Once every line containing "entries" has been counted, report the total for the data and nothing else.

══ Provided material ══

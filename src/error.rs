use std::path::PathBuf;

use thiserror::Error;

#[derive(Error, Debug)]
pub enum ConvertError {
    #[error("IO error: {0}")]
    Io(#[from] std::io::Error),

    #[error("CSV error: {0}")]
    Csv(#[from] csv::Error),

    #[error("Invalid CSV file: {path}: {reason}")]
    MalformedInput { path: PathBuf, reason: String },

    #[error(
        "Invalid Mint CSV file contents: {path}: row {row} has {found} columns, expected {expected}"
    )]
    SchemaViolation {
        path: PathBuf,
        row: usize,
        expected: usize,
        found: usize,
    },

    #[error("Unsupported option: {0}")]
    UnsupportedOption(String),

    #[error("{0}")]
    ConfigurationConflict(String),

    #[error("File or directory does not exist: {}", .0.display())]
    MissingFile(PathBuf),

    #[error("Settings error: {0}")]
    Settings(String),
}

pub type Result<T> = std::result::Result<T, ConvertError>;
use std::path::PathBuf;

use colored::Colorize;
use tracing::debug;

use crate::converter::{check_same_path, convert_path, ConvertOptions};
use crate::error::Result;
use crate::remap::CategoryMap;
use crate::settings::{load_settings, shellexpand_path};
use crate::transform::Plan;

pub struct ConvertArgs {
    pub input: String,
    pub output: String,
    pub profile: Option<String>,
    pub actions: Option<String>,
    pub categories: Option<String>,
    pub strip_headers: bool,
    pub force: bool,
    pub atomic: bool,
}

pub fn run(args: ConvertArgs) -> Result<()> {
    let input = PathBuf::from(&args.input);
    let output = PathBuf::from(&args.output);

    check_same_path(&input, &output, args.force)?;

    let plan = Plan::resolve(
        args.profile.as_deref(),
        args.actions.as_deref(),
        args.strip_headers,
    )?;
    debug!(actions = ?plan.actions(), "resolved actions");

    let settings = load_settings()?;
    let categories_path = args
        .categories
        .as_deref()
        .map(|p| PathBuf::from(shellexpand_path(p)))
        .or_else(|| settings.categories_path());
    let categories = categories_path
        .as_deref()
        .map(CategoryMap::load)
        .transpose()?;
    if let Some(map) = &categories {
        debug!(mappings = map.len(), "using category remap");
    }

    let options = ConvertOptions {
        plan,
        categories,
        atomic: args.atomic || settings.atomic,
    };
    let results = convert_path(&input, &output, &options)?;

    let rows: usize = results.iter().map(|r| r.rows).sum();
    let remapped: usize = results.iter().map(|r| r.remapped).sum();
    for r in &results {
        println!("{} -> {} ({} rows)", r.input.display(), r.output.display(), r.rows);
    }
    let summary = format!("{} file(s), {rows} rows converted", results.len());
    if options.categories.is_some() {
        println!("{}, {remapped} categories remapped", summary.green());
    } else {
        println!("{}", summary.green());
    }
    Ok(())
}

═══
══ Provided material ══

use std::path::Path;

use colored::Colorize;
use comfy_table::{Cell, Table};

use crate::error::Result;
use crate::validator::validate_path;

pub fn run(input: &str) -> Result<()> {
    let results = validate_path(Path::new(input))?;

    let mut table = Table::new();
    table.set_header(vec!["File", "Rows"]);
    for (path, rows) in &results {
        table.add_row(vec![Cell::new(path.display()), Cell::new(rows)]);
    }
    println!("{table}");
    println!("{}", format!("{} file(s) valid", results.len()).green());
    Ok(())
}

═══
══ Provided material ══

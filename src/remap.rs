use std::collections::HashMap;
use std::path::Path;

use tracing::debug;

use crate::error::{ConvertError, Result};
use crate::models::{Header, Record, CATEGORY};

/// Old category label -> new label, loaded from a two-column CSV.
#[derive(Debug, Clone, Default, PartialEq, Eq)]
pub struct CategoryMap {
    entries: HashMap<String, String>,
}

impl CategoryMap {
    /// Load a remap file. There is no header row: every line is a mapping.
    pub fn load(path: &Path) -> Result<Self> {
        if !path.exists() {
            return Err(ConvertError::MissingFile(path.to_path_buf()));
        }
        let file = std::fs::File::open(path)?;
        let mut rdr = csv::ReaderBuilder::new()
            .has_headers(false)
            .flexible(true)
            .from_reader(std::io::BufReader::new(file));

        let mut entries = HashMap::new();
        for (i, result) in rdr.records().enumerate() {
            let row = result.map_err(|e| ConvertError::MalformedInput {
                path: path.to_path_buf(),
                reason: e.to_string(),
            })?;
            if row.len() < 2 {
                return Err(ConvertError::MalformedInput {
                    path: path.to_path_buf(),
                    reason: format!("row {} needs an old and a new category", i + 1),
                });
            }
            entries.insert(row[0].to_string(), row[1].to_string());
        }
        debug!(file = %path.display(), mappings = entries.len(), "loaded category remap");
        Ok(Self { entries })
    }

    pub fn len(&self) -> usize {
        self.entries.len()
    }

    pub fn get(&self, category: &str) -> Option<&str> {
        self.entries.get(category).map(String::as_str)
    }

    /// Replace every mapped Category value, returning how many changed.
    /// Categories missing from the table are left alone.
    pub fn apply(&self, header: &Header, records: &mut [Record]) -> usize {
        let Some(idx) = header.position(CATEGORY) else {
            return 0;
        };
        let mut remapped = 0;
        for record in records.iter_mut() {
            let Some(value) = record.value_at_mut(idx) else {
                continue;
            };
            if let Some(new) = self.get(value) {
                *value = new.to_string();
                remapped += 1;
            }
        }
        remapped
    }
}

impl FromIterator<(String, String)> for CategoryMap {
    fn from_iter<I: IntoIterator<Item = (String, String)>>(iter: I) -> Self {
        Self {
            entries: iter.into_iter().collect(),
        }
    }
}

═══

## Answer area
8